Second, doctors will help patients adopt lifestyle changes that can prevent their individual OA symptoms. Incorporating low-impact exercise and getting more rest can often extend the life of knees and joints without resorting to more invasive treatments.

Lifestyle and Alternative Treatments for OA
Having osteoarthritis does not mean you’ve reached the end of your physically active years. Instead, you will simply have to adjust the things you currently do to make them easier on your joints and bones. These adjustments not only improve function, but can also boost your quality of life.

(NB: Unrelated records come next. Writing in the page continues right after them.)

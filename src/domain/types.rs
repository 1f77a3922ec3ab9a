//! Identifier and fixed-point value types shared across the catalog.
//!
//! Identifiers are opaque tokens (UUIDv4 strings when generated by the
//! service, arbitrary strings when supplied by an importer). Prices carry
//! exactly two fractional digits; parsing rounds half away from zero once,
//! so `"15.50343"` becomes `15.50` everywhere it is observed.

use std::fmt;
use std::str::FromStr;

use serde::{Deserialize, Deserializer, Serialize, Serializer};
use thiserror::Error;
use uuid::Uuid;

const PRICE_SCALE: u32 = 2;
const DISCOUNT_SCALE: u32 = 2;
const DISCOUNT_MAX_HUNDREDTHS: u32 = 100 * 100;

macro_rules! string_id {
    ($(#[$meta:meta])* $name:ident) => {
        $(#[$meta])*
        #[derive(Debug, Clone, PartialEq, Eq, Hash, PartialOrd, Ord, Serialize, Deserialize)]
        #[serde(transparent)]
        pub struct $name(String);

        impl $name {
            pub fn new(value: impl Into<String>) -> Self {
                Self(value.into())
            }

            /// Fresh identifier for rows created without a caller-supplied id.
            pub fn generate() -> Self {
                Self(Uuid::new_v4().to_string())
            }

            pub fn as_str(&self) -> &str {
                &self.0
            }

            pub fn into_inner(self) -> String {
                self.0
            }
        }

        impl fmt::Display for $name {
            fn fmt(&self, f: &mut fmt::Formatter<'_>) -> fmt::Result {
                f.write_str(&self.0)
            }
        }

        impl AsRef<str> for $name {
            fn as_ref(&self) -> &str {
                &self.0
            }
        }

        impl From<String> for $name {
            fn from(value: String) -> Self {
                Self(value)
            }
        }

        impl From<&str> for $name {
            fn from(value: &str) -> Self {
                Self(value.to_string())
            }
        }
    };
}

string_id!(
    /// Identifier of a top-level menu.
    MenuId
);
string_id!(
    /// Identifier of a submenu, unique across all menus.
    SubmenuId
);
string_id!(
    /// Identifier of a dish, unique across all submenus.
    DishId
);

#[derive(Debug, Clone, Error, PartialEq, Eq)]
pub enum DecimalError {
    #[error("decimal value is empty")]
    Empty,
    #[error("`{input}` is not a decimal number")]
    Malformed { input: String },
    #[error("`{input}` is out of range")]
    OutOfRange { input: String },
}

/// Parse a plain decimal literal into an integer scaled by `10^scale`,
/// rounding half away from zero on the first dropped digit.
fn parse_scaled(input: &str, scale: u32) -> Result<i64, DecimalError> {
    let trimmed = input.trim();
    if trimmed.is_empty() {
        return Err(DecimalError::Empty);
    }

    let malformed = || DecimalError::Malformed {
        input: input.to_string(),
    };
    let out_of_range = || DecimalError::OutOfRange {
        input: input.to_string(),
    };

    let (negative, digits) = match trimmed.as_bytes()[0] {
        b'-' => (true, &trimmed[1..]),
        b'+' => (false, &trimmed[1..]),
        _ => (false, trimmed),
    };

    let (whole, fraction) = match digits.split_once('.') {
        Some((whole, fraction)) => (whole, fraction),
        None => (digits, ""),
    };

    if whole.is_empty() && fraction.is_empty() {
        return Err(malformed());
    }
    if !whole.bytes().all(|b| b.is_ascii_digit()) || !fraction.bytes().all(|b| b.is_ascii_digit())
    {
        return Err(malformed());
    }

    let factor = 10_i64.pow(scale);
    let mut value: i64 = if whole.is_empty() {
        0
    } else {
        whole.parse::<i64>().map_err(|_| out_of_range())?
    };
    value = value.checked_mul(factor).ok_or_else(out_of_range)?;

    let mut kept = 0_i64;
    let mut fraction_digits = fraction.bytes();
    for position in 0..scale {
        let digit = fraction_digits.next().map_or(0, |b| i64::from(b - b'0'));
        kept += digit * 10_i64.pow(scale - 1 - position);
    }
    value = value.checked_add(kept).ok_or_else(out_of_range)?;

    if fraction_digits.next().is_some_and(|b| b >= b'5') {
        value = value.checked_add(1).ok_or_else(out_of_range)?;
    }

    Ok(if negative { -value } else { value })
}

fn format_scaled(value: i64, scale: u32, f: &mut fmt::Formatter<'_>) -> fmt::Result {
    let factor = 10_u64.pow(scale);
    let sign = if value < 0 { "-" } else { "" };
    let magnitude = value.unsigned_abs();
    write!(
        f,
        "{sign}{}.{:0width$}",
        magnitude / factor,
        magnitude % factor,
        width = scale as usize
    )
}

/// Fixed-point price with a scale of two, stored as hundredths.
#[derive(Debug, Clone, Copy, PartialEq, Eq, PartialOrd, Ord, Hash)]
pub struct Price {
    cents: i64,
}

impl Price {
    pub const fn from_cents(cents: i64) -> Self {
        Self { cents }
    }

    pub const fn cents(self) -> i64 {
        self.cents
    }

    /// Price after subtracting `discount` percent, rounded to the cent.
    pub fn discounted(self, discount: Discount) -> Self {
        let remaining = i128::from(DISCOUNT_MAX_HUNDREDTHS - discount.hundredths());
        let scaled = i128::from(self.cents) * remaining;
        let divisor = i128::from(DISCOUNT_MAX_HUNDREDTHS);
        let half = divisor / 2;
        let rounded = if scaled >= 0 {
            (scaled + half) / divisor
        } else {
            (scaled - half) / divisor
        };
        // |rounded| <= |cents|, so the narrowing is lossless.
        Self {
            cents: rounded as i64,
        }
    }
}

impl FromStr for Price {
    type Err = DecimalError;

    fn from_str(input: &str) -> Result<Self, Self::Err> {
        parse_scaled(input, PRICE_SCALE).map(Self::from_cents)
    }
}

impl fmt::Display for Price {
    fn fmt(&self, f: &mut fmt::Formatter<'_>) -> fmt::Result {
        format_scaled(self.cents, PRICE_SCALE, f)
    }
}

impl Serialize for Price {
    fn serialize<S: Serializer>(&self, serializer: S) -> Result<S::Ok, S::Error> {
        serializer.collect_str(self)
    }
}

impl<'de> Deserialize<'de> for Price {
    fn deserialize<D: Deserializer<'de>>(deserializer: D) -> Result<Self, D::Error> {
        let raw = String::deserialize(deserializer)?;
        raw.parse().map_err(serde::de::Error::custom)
    }
}

/// Discount percentage in `[0, 100]`, kept to hundredths of a percent.
#[derive(Debug, Clone, Copy, PartialEq, Eq, Hash)]
pub struct Discount {
    hundredths: u32,
}

impl Discount {
    pub fn from_hundredths(hundredths: u32) -> Result<Self, DecimalError> {
        if hundredths > DISCOUNT_MAX_HUNDREDTHS {
            return Err(DecimalError::OutOfRange {
                input: hundredths.to_string(),
            });
        }
        Ok(Self { hundredths })
    }

    pub const fn hundredths(self) -> u32 {
        self.hundredths
    }

    pub const fn is_zero(self) -> bool {
        self.hundredths == 0
    }
}

impl FromStr for Discount {
    type Err = DecimalError;

    fn from_str(input: &str) -> Result<Self, Self::Err> {
        let scaled = parse_scaled(input, DISCOUNT_SCALE)?;
        let hundredths = u32::try_from(scaled).map_err(|_| DecimalError::OutOfRange {
            input: input.to_string(),
        })?;
        Self::from_hundredths(hundredths).map_err(|_| DecimalError::OutOfRange {
            input: input.to_string(),
        })
    }
}

impl fmt::Display for Discount {
    fn fmt(&self, f: &mut fmt::Formatter<'_>) -> fmt::Result {
        format_scaled(i64::from(self.hundredths), DISCOUNT_SCALE, f)
    }
}

impl Serialize for Discount {
    fn serialize<S: Serializer>(&self, serializer: S) -> Result<S::Ok, S::Error> {
        serializer.collect_str(self)
    }
}

impl<'de> Deserialize<'de> for Discount {
    fn deserialize<D: Deserializer<'de>>(deserializer: D) -> Result<Self, D::Error> {
        let raw = String::deserialize(deserializer)?;
        raw.parse().map_err(serde::de::Error::custom)
    }
}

  • Exercise. Low-impact exercise can help strengthen muscles and keep bones strong. Exercise also improves joint mobility. Forgo heavy-impact exercises, such as tennis and baseball, and begin doing more low-impact exercises. Activities such as playing golf, swimming, yoga, and cycling are all much easier on the joints.
  • Heat/cold therapy. Apply warm compresses or cold packs to joints when they are sore or painful. This can help relieve pain and reduce inflammation.
  • Assistive devices. Using devices such as braces, splints, and canes can help your body support weak joints.
  • Rest. Giving painful, sore joints adequate rest can relieve pain and reduce swelling.
  • Weight loss. Losing as little as 5 pounds can help decrease the symptoms of osteoarthritis, especially in large joints, such as the hips and knees.

Traditional Treatments

Treatment for osteoarthritis is often tailored to a person’s lifestyle and the factors that trigger pain and soreness. A wide range of treatment options is available. The options include:

  • Medication. Over-the-counter pain relievers, such as aspirin, nonsteroidal anti-inflammatory drugs (NSAIDs), and acetaminophen (Tylenol), are usually all that people with OA need to treat their pain. However, if pain becomes worse or OTC medicines are not effective, stronger pain medicines may be required.
  • Injections. Corticosteroid and hyaluronic acid injections can help reduce pain in affected joints. However, these injections are typically not used because they can cause additional joint damage over time.
  • Surgery. Surgery is typically reserved for people who have severe and debilitating OA.
  • Osteotomy. This bone-removal procedure can reduce the size of bone spurs if they have started to interfere with joint movement. Osteotomy is also a less-invasive option for people who want to avoid joint replacement surgery. If osteotomy is not an option or it does not work, your doctor may recommend bone fusion (arthrodesis) to treat severely deteriorated joints. For the hip and knee joints, the last resort is a total joint replacement (arthroplasty).